Monday, 31 January 2011

Bob Geldof was right....

... about several things, although I can only really think of two - the Band Aid record and not liking Mondays.

The reluctant housewife is becoming even more so the longer she remains unemployed. Try as she might, she cannot gain satisfaction from picking bits of cereal off the carpet or cleaning bathrooms. Spicing up her life means, these days, thinking about buying a new laundry basket as she is so sick of the old one, or maybe vacuuming the house with her eyes shut (she doubts that anyone would notice). Or writing in the third person as opposed to the first. Quirky, huh?

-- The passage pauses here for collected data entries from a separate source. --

//! 备忘录成员
//!
//! `OptGroupNode` 是等价集中的一个成员表达式：
//! - 规范化后的节点（输入全部替换为等价集句柄）
//! - 注册时所属的等价集（需要经并查集解析为当前代表元）
//! - 自身代价与累计代价
//! - 存活标记：合并后摘要冲突的重复成员被标记为失效

use crate::query::optimizer::core::{Cost, TraitSet};
use crate::query::planner::plan::{OperatorKind, PlanRef, SetId};

pub type MemberId = usize;

#[derive(Debug, Clone)]
pub struct OptGroupNode {
    pub id: MemberId,
    pub node: PlanRef,
    pub group: SetId,
    pub alive: bool,
    pub self_cost: Option<Cost>,
    pub cost: Cost,
}

impl OptGroupNode {
    pub fn new(id: MemberId, node: PlanRef, group: SetId) -> Self {
        Self {
            id,
            node,
            group,
            alive: true,
            self_cost: None,
            cost: Cost::infinite(),
        }
    }

    /// "需要转换"占位成员
    pub fn is_placeholder(&self) -> bool {
        self.node.operator() == OperatorKind::AbstractConverter
    }

    /// 只有存活且非占位的成员才参与匹配与选择
    pub fn is_candidate(&self) -> bool {
        self.alive && !self.is_placeholder()
    }

    /// 输入句柄：(等价集, 物理属性集)
    pub fn input_handles(&self) -> impl Iterator<Item = (SetId, &TraitSet)> {
        self.node
            .inputs()
            .iter()
            .filter_map(|input| input.set_id().map(|set| (set, input.traits())))
    }
}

Blogging about the delights of Bavaria is hard when a permanent layer of freezing fog prevents you from seeing anything (apart from people flying their eagles and stuff like that). The good neighbours, the NNs, are rarely to be seen, which is a shame as they are a jolly good source of amusement value. (One is sure, though, that they will be omnipresent from April to November, thus compensating for their current elusiveness.) The only time Herr NN pokes his little nose out of the door is when it starts snowing. First he checks through the window. You can see him monitoring the situation hourly. When he deems the snow deep enough, he brings out his snow-blower and makes a horrendous noise for a couple of hours. The rest of the time he stays in the warm, watching his orchids growing and drinking beer.

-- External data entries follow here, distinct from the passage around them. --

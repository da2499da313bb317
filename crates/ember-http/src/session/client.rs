//! Client-side session backend: the whole session rides in cookies,
//! authenticated with a keyed MAC so the server can stay stateless.
//!
//! Four cookies travel together: the hex-encoded (compressed,
//! encrypted) data, the save timestamp, the per-save IV and
//! `HMAC(data ‖ sid ‖ mtime ‖ iv)` under a key only this server
//! process knows. A MAC mismatch throws the whole session away.

use hmac::{Hmac, Mac};
use md5::Md5;
use rand::RngCore;
use sha2::Sha256;

use ember_core::encoding::{hex_decode, hex_encode};

use super::{HashKind, Session, SessionError, now_secs};
use crate::request::Request;
use crate::response::cookie_field;

pub(super) const DATA_COOKIE: &str = "KL1_CLISES_DATA";
pub(super) const MTIME_COOKIE: &str = "KL1_CLISES_MTIME";
pub(super) const IV_COOKIE: &str = "KL1_CLISES_IV";
pub(super) const HMAC_COOKIE: &str = "KL1_CLISES_HMAC";

/// Hex payload size cap; past this the session must move server-side.
const COOKIE_MAX_SIZE: usize = 4096;

/// Cookie material captured from the request at session creation.
#[derive(Default)]
pub(super) struct ClientState {
    data: Option<String>,
    mtime: Option<String>,
    iv: Option<String>,
    hmac: Option<String>,
}

impl ClientState {
    pub(super) fn from_request(rq: &Request) -> ClientState {
        let get = |n: &str| rq.cookie(n).map(|c| c.into_owned());
        ClientState {
            data: get(DATA_COOKIE),
            mtime: get(MTIME_COOKIE),
            iv: get(IV_COOKIE),
            hmac: get(HMAC_COOKIE),
        }
    }
}

fn mac_hex(
    ss: &Session,
    data: &str,
    mtime: &str,
    iv: Option<&str>,
) -> Result<String, SessionError> {
    let feed = |mac: &mut dyn FnMut(&[u8])| {
        mac(data.as_bytes());
        mac(ss.id.as_bytes());
        mac(mtime.as_bytes());
        if let Some(iv) = iv {
            mac(iv.as_bytes());
        }
    };
    let raw = match ss.opts.hash {
        HashKind::Sha256 => {
            let mut m = <Hmac<Sha256>>::new_from_slice(&ss.opts.hmac_key)
                .map_err(|e| SessionError::Other(e.to_string()))?;
            feed(&mut |b| m.update(b));
            m.finalize().into_bytes().to_vec()
        }
        HashKind::Md5 => {
            let mut m = <Hmac<Md5>>::new_from_slice(&ss.opts.hmac_key)
                .map_err(|e| SessionError::Other(e.to_string()))?;
            feed(&mut |b| m.update(b));
            m.finalize().into_bytes().to_vec()
        }
    };
    Ok(hex_encode(&raw))
}

pub(super) fn save(ss: &mut Session) -> Result<(), SessionError> {
    // fresh IV for every save; it rides in its own cookie
    let iv_hex = {
        let mut iv = ss.opts.cipher_iv.borrow_mut();
        rand::thread_rng().fill_bytes(&mut *iv);
        hex_encode(&*iv)
    };
    set_cookie(ss, IV_COOKIE, &iv_hex);

    let buf = ss.save_to_buf()?;
    if buf.len() > COOKIE_MAX_SIZE {
        return Err(SessionError::TooBig(buf.len()));
    }
    let data_hex = hex_encode(&buf);
    set_cookie(ss, DATA_COOKIE, &data_hex);

    ss.mtime = now_secs();
    let mtime = ss.mtime.to_string();
    set_cookie(ss, MTIME_COOKIE, &mtime);

    let mac = mac_hex(ss, &data_hex, &mtime, Some(&iv_hex))?;
    set_cookie(ss, HMAC_COOKIE, &mac);
    Ok(())
}

pub(super) fn load(ss: &mut Session) -> Result<(), SessionError> {
    let cli = std::mem::take(&mut ss.cli);
    let (Some(data), Some(mtime), Some(mac)) = (&cli.data, &cli.mtime, &cli.hmac) else {
        return Err(SessionError::NotFound);
    };

    let expect = mac_hex(ss, data, mtime, cli.iv.as_deref())?;
    if expect != *mac {
        // stale or forged; drop everything client-side too
        ss.remove()?;
        return Err(SessionError::BadMac);
    }

    if let Some(iv_hex) = &cli.iv {
        let iv = hex_decode(iv_hex.as_bytes())
            .map_err(|e| SessionError::Other(e.to_string()))?;
        if iv.len() == ss.opts.cipher_iv.borrow().len() {
            ss.opts.cipher_iv.borrow_mut().copy_from_slice(&iv);
        }
    }

    ss.mtime = mtime.parse().unwrap_or(0);

    if data.len() > COOKIE_MAX_SIZE {
        return Err(SessionError::TooBig(data.len()));
    }
    let raw = hex_decode(data.as_bytes()).map_err(|e| SessionError::Other(e.to_string()))?;
    ss.load_from_buf(&raw)?;
    Ok(())
}

pub(super) fn remove(ss: &Session) -> Result<(), SessionError> {
    for name in [DATA_COOKIE, MTIME_COOKIE, HMAC_COOKIE, IV_COOKIE] {
        ss.rs
            .borrow_mut()
            .header_mut()
            .add(cookie_field(name, None, None, None, None, false));
    }
    Ok(())
}

fn set_cookie(ss: &Session, name: &str, value: &str) {
    ss.rs
        .borrow_mut()
        .header_mut()
        .add(cookie_field(name, Some(value), None, None, None, false));
}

The reluctant housewife has procrastinated long enough for this morning. Time to go and attack those fruit loops.

Saturday, 29 January 2011

Let's go fly a kite

You might think that nothing would shock me anymore around here. The saying still waters run deep could have been designed for Bovinia, where the apparent tranquil exterior masks a myriad of strange goings-on, both inside and out. Firstly I can testify to the fact that the wine industry is thriving here. A short trip to the bottle bank this morning confirmed that not only CG and I are relying on a bottle or two of something to stave off the freezing boredom of winter. And as for outside - how about people who take their pet eagle out for a quick fly before dark? Yes, it's true. I was picking my way along an icy road when I saw what appeared to be a person flying a kite, or at least trying to get the kite up in the air; you know, that way you have to kind of throw it upwards until it finds an air current and takes off. It wasn't much of a kite, I thought to myself, rather dark and shabby and flopping about a bit. When it did eventually take off, though, I realised that it was none other than an extremely large bird of prey, which circled around a bit, dive-bombed once or twice, then flew back to its owner, who was swinging some piece of dead animal on a rope. I tried not to stare too much as there was a scary little man, clearly an accomplice of the eagle person, standing by a rusty VW polo smoking a cigarette. He glared as I ran past, as if defying me to so much as raise an eyebrow at something that, for most of us anyway if you don't live in a falconry, was quite unusual. I couldn't help but notice that there was no cage of any kind in the car - presumably the eagle sat on the back seat or flapped about in the boot.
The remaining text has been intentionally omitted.